The door-busting Law cuffed The Demon Child.

 “Uncuff him,” his mother said. “Not in my house,” but The Law pushed The Demon Child to the car and in the backseat.

“To the bin of loonies,” the Law said to The Demon Child.


After supper, The Music Man visits The Strange Bird in his Asbestos Confinement Room. Yawning-Marcus Bacon stands in the door.

“Hello,” The Music Man says.

The Strange Bird leans against the paint-peeling wall.

“Why do you resist healing?” The Music Man says, but The Strange Bird chews a fingernail, a habit Mrs. Jenkins, The Bad Nurse, has called unhygienic. “You got a hygiene problem,” she’s told The Strange Bird. “Nasty nasty nasty!”

The Music Man waves. “You hear me?”

“Answer him,” Marcus Bacon says.

“No,” The Strange Bird says.

“Why do you resist healing?”

“Fuck a healing!” Terrell yells.

The Music Man shakes his head.

“Fuck some dolphins! Fuck Flipper! I hope Flipper dies and goes to hell!”

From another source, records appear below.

#[cfg(test)]
mod tests {
    use super::*;
    use crate::canvas::Page;
    use crate::pager::META_HEADER_KEY;
    use crate::types::{Margins, Pt, Size};
    use crate::wrap::tests::char_count;

    #[derive(Debug, PartialEq)]
    struct ChunkMeta {
        row: usize,
        sequence: usize,
        striped: bool,
        y: i64,
        height: i64,
    }

    fn chunk_metas(page: &Page) -> Vec<ChunkMeta> {
        page.meta_values(META_CHUNK_KEY)
            .map(|value| {
                let (label, rect) = value.split_once(';').unwrap();
                let label: Vec<&str> = label.split(':').collect();
                let rect: Vec<i64> = rect.split(',').map(|v| v.parse().unwrap()).collect();
                ChunkMeta {
                    row: label[0].parse().unwrap(),
                    sequence: label[1].parse().unwrap(),
                    striped: label[2] == "1",
                    y: rect[1],
                    height: rect[3],
                }
            })
            .collect()
    }

    fn header_top(page: &Page) -> i64 {
        let value = page.meta_values(META_HEADER_KEY).next().unwrap();
        let rect: Vec<i64> = value
            .split_once(';')
            .unwrap()
            .1
            .split(',')
            .map(|v| v.parse().unwrap())
            .collect();
        rect[1]
    }

    // 500pt of usable width; body height 200pt minus the header.
    fn geometry() -> TableGeometry {
        TableGeometry {
            page_size: Size::new(540.0, 260.0),
            margins: Margins::symmetric(20.0, 30.0),
            font_size: Pt::from_i32(9),
            header_font_size: Pt::from_i32(9),
            line_step: Pt::from_i32(10),
            padding_top: Pt::from_i32(5),
            padding_bottom: Pt::from_i32(5),
            padding_x: Pt::from_i32(5),
            min_row_height: Pt::from_i32(20),
            max_row_height: None,
        }
    }

    fn columns() -> Vec<ColumnSpec> {
        vec![
            ColumnSpec::new("a", "A", 0.5),
            ColumnSpec::new("b", "B", 0.3),
            ColumnSpec::new("c", "C", 0.2),
        ]
    }

    fn render(geometry: &TableGeometry, rows: &[RowRecord]) -> RenderedTable {
        let style = TableStyle::default();
        let columns = columns();
        TableRenderer::new(geometry, &style, &columns, &char_count)
            .render(rows)
            .unwrap()
    }

    #[test]
    fn zero_rows_render_a_header_only_page() {
        let rendered = render(&geometry(), &[]);
        assert_eq!(rendered.document.page_count(), 1);
        let page = &rendered.document.pages[0];
        assert_eq!(page.meta_values(META_HEADER_KEY).count(), 1);
        assert!(chunk_metas(page).is_empty());
        assert_eq!(rendered.metrics.row_count, 0);
    }

    #[test]
    fn row_split_by_forced_break_yields_two_chunks() {
        let geometry = geometry();
        let style = TableStyle::default();
        let columns = columns();
        let renderer = TableRenderer::new(&geometry, &style, &columns, &char_count);
        let grid = renderer.grid().unwrap();
        assert_eq!(
            grid.widths,
            vec![Pt::from_i32(250), Pt::from_i32(150), Pt::from_i32(100)]
        );

        // Header 20pt leaves 180pt; eight 20pt rows leave exactly one line of room.
        let mut rows: Vec<RowRecord> = (0..8).map(|i| RowRecord::new([format!("r{i}")])).collect();
        let long = "a very long phrase that needs wrapping across two lines ".repeat(3);
        let target = RowRecord::new(["short", long.trim(), "x"]);
        rows.push(target.clone());
        let rendered = renderer.render(&rows).unwrap();

        let wrapped = renderer.wrap_row(8, &target, &grid);
        assert_eq!(wrapped.cells[0].lines, vec!["short"]);
        assert_eq!(wrapped.cells[1].lines.len(), 2);
        assert_eq!(wrapped.cells[2].lines, vec!["x"]);

        let pages = &rendered.document.pages;
        assert_eq!(pages.len(), 2);
        let first: Vec<ChunkMeta> = chunk_metas(&pages[0]).into_iter().filter(|m| m.row == 8).collect();
        let second = chunk_metas(&pages[1]);
        assert_eq!(first.len(), 1);
        assert_eq!(second.len(), 1);
        assert_eq!((first[0].sequence, second[0].sequence), (0, 1));

        let page_two: Vec<&str> = pages[1].strings().collect();
        assert!(page_two.contains(&wrapped.cells[1].lines[1].as_str()));
        assert!(!page_two.contains(&"short"));
        assert!(!page_two.contains(&"x"));
        assert_eq!(rendered.metrics.split_rows, 1);
    }

    #[test]
    fn stripes_follow_row_index_across_pages() {
        let geometry = geometry();
        let tall: String = (0..40).map(|i| format!("line{i}\n")).collect();
        let rows = vec![
            RowRecord::new(["zero"]),
            RowRecord::new([tall.as_str()]),
            RowRecord::new(["two"]),
            RowRecord::new(["three"]),
        ];
        let rendered = render(&geometry, &rows);
        assert!(rendered.document.page_count() >= 2);

        let all: Vec<ChunkMeta> = rendered.document.pages.iter().flat_map(chunk_metas).collect();
        let row_one: Vec<&ChunkMeta> = all.iter().filter(|m| m.row == 1).collect();
        assert!(row_one.len() >= 2);
        assert!(row_one.iter().all(|m| m.striped));
        for meta in &all {
            assert_eq!(meta.striped, meta.row % 2 == 1, "row {}", meta.row);
        }
        let sequences: Vec<usize> = row_one.iter().map(|m| m.sequence).collect();
        assert_eq!(sequences, (0..row_one.len()).collect::<Vec<_>>());
    }

    #[test]
    fn header_precedes_body_on_every_page() {
        let geometry = geometry();
        let rows: Vec<RowRecord> = (0..60).map(|i| RowRecord::new([format!("row {i}")])).collect();
        let rendered = render(&geometry, &rows);
        assert!(rendered.document.page_count() >= 6);
        let body_top = geometry.body_top().to_milli_i64();
        for page in &rendered.document.pages {
            assert_eq!(page.meta_values(META_HEADER_KEY).count(), 1);
            let header_bottom = header_top(page);
            let chunks = chunk_metas(page);
            assert!(!chunks.is_empty());
            assert_eq!(header_bottom + 20_000, body_top);
            assert_eq!(chunks[0].y + chunks[0].height, header_bottom);
            let header_pos = page
                .commands
                .iter()
                .position(|c| matches!(c, crate::canvas::Command::Meta { key, .. } if key == META_HEADER_KEY))
                .unwrap();
            let chunk_pos = page
                .commands
                .iter()
                .position(|c| matches!(c, crate::canvas::Command::Meta { key, .. } if key == META_CHUNK_KEY))
                .unwrap();
            assert!(header_pos < chunk_pos);
        }
        let total_rows: usize = rendered.metrics.pages.iter().map(|p| p.rows_started).sum();
        assert_eq!(total_rows, 60);
    }

    #[test]
    fn page_breaks_only_when_a_one_line_chunk_cannot_fit() {
        let geometry = geometry();
        // Nine 20pt rows fill the 180pt below the header exactly.
        let nine: Vec<RowRecord> = (0..9).map(|i| RowRecord::new([format!("r{i}")])).collect();
        let rendered = render(&geometry, &nine);
        assert_eq!(rendered.document.page_count(), 1);

        let ten: Vec<RowRecord> = (0..10).map(|i| RowRecord::new([format!("r{i}")])).collect();
        let rendered = render(&geometry, &ten);
        assert_eq!(rendered.document.page_count(), 2);
        let second = chunk_metas(&rendered.document.pages[1]);
        assert_eq!(second.iter().map(|m| m.row).collect::<Vec<_>>(), vec![9]);
        for (page, metrics) in rendered.document.pages.iter().zip(&rendered.metrics.pages) {
            assert_eq!(metrics.command_count, page.commands.len());
        }
    }

    #[test]
    fn chunks_never_cross_the_bottom_margin() {
        let geometry = geometry();
        let rows: Vec<RowRecord> = (0..25)
            .map(|i| RowRecord::new([format!("{i}"), "w ".repeat(i * 7), "z".repeat(i * 5)]))
            .collect();
        let rendered = render(&geometry, &rows);
        let bottom = geometry.margins.bottom.to_milli_i64();
        for page in &rendered.document.pages {
            for meta in chunk_metas(page) {
                assert!(meta.y >= bottom, "chunk of row {} below margin", meta.row);
                assert!(meta.height > 0);
            }
        }
    }

    #[test]
    fn layout_is_deterministic() {
        let geometry = geometry();
        let rows: Vec<RowRecord> = (0..30)
            .map(|i| RowRecord::new([format!("row {i}"), "lorem ipsum dolor ".repeat(i % 7)]))
            .collect();
        let first = render(&geometry, &rows);
        let second = render(&geometry, &rows);
        assert_eq!(first.document, second.document);
        assert_eq!(first.metrics.pages, second.metrics.pages);
    }

    #[test]
    fn narrow_column_is_rejected() {
        let geometry = TableGeometry {
            padding_x: Pt::from_i32(60),
            ..geometry()
        };
        let style = TableStyle::default();
        let columns = columns();
        let err = TableRenderer::new(&geometry, &style, &columns, &char_count)
            .render(&[])
            .unwrap_err();
        assert!(matches!(err, PageTableError::InvalidConfiguration(_)));
    }

    #[test]
    fn oversized_header_is_rejected() {
        let geometry = geometry();
        let style = TableStyle::default();
        let columns = vec![ColumnSpec::new("a", "word ".repeat(2000), 1.0)];
        let err = TableRenderer::new(&geometry, &style, &columns, &char_count)
            .render(&[])
            .unwrap_err();
        assert!(err.to_string().contains("header"));
    }
}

“Quiet!” Marcus Bacon yells.

“You can’t resist healing,” The Music Man says to The Strange Bird. “Eventually, you must accept the paradigm.”

“Fuck a paradigm, bitch!”

“One more warning, then I’m coming up in there,” Marcus Bacon says.

The Strange Bird turns, then looks out his wire screen window at a Grounds Privileges Lady passing the children’s ward on the cracked campus sidewalk, her face lipstick-smeared.

“Look at this ugly bitch strutting the street!” Terrell screams, and Marcus Bacon tells The Music Man to leave and radioes back-up for a Patient Restraint Order.

“Fuck all y’all!” Terrell yells, and slaps his window at The Grounds Privileges Lady. Feet pound the boys hall.

Lipstick Lady
In his Asbestos Confinement Room, The Strange Bird thinks, I can fly, I can fly out the window! 

“Fuck all y’all!” Terrell screams.

Yawning-Marcus Bacon and his back-up fasten the straps. The wall thumps, then the door slams, and The Strange Bird wonders why people like his mother, Disappeared-Father, Yawning-Marcus Bacon, and The Music Man never listen: “Kissy pretty,” he’d said when water sprayed out the dolphin’s hole and he remembered a school film, The Charity Dolphin, about a dolphin that kissed wheelchair kids and baby burn victims with his shark-killing bottlenose.

“It’s a set-up!” Terrell yells, and The Strange Bird sees the Grounds Privileges Lady strut past the children’s ward in the other direction.

“The Lipstick Lady,” The Strange Bird says to no one and flaps his wings, less scared and ready to squawk beyond yes or no.